> _Exercise objective_
Copy every line from the records below that holds the word "Björn".

□ □ □ □ □

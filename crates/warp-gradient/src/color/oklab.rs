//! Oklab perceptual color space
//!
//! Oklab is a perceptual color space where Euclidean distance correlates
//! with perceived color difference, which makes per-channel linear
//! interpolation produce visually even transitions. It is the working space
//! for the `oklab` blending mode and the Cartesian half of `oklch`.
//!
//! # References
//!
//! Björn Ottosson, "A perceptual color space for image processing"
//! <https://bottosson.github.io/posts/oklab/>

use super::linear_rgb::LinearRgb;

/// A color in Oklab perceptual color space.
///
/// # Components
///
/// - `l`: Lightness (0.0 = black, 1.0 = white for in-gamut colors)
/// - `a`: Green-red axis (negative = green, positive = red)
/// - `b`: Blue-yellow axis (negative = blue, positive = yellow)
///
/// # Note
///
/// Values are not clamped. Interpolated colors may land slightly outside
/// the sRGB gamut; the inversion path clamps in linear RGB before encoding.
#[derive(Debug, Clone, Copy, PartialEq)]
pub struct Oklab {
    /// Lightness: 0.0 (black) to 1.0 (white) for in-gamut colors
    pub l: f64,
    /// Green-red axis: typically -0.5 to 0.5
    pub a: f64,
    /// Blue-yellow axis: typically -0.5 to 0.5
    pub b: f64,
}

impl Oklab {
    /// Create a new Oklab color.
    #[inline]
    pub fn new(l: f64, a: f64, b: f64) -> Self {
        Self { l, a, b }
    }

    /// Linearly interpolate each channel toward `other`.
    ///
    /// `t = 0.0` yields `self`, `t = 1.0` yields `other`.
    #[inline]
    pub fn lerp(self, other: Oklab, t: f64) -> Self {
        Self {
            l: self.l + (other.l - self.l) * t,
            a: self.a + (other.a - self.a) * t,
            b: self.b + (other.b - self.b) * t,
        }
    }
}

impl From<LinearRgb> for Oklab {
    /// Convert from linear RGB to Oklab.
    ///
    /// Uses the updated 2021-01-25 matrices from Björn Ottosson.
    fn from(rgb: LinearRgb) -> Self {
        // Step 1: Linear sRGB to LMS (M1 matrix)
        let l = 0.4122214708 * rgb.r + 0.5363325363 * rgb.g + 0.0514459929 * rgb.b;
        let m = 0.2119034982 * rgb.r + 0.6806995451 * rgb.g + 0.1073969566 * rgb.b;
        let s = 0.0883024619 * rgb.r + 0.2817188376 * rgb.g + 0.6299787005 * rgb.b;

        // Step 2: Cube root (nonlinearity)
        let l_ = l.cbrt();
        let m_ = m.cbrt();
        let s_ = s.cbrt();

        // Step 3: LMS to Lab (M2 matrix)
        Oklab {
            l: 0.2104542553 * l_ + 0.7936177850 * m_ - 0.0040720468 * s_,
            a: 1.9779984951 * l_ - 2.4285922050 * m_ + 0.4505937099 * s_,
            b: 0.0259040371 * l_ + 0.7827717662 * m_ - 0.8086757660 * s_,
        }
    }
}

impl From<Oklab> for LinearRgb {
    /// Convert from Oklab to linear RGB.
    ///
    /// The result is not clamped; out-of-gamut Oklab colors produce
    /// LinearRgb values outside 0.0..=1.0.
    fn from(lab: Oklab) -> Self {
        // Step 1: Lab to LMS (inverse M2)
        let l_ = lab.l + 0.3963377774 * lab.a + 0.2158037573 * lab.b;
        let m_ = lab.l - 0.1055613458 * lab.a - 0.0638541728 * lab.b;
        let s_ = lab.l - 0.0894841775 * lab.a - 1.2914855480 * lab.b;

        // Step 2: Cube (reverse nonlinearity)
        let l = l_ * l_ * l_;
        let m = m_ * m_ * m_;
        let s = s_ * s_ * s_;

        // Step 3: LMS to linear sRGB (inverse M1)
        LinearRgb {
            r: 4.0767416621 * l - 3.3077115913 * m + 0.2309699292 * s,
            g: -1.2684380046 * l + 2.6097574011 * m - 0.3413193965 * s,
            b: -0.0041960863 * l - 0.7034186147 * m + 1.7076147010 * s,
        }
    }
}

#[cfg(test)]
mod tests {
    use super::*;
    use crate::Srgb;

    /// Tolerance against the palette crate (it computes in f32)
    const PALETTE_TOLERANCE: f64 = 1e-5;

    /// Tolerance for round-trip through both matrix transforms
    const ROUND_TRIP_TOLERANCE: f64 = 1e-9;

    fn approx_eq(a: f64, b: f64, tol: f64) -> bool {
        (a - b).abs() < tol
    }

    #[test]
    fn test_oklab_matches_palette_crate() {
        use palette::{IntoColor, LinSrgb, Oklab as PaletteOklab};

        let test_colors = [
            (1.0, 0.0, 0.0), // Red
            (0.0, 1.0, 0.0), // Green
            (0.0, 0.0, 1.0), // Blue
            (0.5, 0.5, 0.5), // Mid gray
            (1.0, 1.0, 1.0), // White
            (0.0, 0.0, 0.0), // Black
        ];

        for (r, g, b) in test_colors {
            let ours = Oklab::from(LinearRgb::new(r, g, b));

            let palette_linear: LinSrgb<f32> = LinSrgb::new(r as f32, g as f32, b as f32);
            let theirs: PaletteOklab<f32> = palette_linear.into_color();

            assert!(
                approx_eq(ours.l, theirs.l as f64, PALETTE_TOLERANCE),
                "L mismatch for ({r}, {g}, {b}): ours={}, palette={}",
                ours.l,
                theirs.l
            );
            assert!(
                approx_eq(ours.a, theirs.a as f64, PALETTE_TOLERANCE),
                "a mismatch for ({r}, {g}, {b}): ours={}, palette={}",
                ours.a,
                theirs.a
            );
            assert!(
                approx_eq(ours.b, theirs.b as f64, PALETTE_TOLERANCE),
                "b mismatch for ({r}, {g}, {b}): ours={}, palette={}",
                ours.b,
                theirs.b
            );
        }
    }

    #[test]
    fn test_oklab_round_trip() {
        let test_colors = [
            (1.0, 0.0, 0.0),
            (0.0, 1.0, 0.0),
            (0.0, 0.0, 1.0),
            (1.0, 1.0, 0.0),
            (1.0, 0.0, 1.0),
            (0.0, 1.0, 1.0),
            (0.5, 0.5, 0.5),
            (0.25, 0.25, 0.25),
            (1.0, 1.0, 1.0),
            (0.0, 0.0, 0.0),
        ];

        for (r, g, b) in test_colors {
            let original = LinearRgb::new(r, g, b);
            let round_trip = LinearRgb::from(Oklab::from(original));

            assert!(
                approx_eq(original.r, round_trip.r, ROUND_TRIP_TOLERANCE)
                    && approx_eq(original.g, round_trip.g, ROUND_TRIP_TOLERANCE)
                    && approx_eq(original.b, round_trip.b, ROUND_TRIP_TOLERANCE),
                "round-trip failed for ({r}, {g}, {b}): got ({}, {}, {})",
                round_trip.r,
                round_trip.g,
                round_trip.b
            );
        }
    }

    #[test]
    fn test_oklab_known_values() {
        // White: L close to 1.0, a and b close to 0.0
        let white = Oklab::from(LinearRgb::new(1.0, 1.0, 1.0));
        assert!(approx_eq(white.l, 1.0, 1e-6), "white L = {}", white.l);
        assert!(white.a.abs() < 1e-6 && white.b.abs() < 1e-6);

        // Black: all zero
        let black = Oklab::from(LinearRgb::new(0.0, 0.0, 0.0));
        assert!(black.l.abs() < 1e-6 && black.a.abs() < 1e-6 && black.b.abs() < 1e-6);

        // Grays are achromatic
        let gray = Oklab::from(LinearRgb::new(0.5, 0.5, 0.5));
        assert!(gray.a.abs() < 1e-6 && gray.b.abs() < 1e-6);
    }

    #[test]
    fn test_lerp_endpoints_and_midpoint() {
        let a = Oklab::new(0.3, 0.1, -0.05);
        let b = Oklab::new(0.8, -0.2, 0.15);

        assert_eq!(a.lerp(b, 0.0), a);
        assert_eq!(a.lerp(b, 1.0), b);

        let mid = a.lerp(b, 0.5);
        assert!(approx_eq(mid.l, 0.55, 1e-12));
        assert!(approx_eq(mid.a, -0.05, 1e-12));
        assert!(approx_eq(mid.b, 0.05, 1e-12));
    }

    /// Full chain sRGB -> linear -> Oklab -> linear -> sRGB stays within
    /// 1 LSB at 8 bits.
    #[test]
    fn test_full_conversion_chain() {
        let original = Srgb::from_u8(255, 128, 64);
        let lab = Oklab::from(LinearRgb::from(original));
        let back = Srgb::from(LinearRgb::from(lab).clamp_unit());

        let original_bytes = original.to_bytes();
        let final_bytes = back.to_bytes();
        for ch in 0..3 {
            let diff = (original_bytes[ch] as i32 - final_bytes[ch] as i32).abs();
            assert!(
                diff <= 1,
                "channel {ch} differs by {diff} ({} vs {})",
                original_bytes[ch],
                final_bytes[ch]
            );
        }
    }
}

□ □ □ □ □

> _Answer box_
//! Björn Ottosson, "A perceptual color space for image processing"
    /// Uses the updated 2021-01-25 matrices from Björn Ottosson.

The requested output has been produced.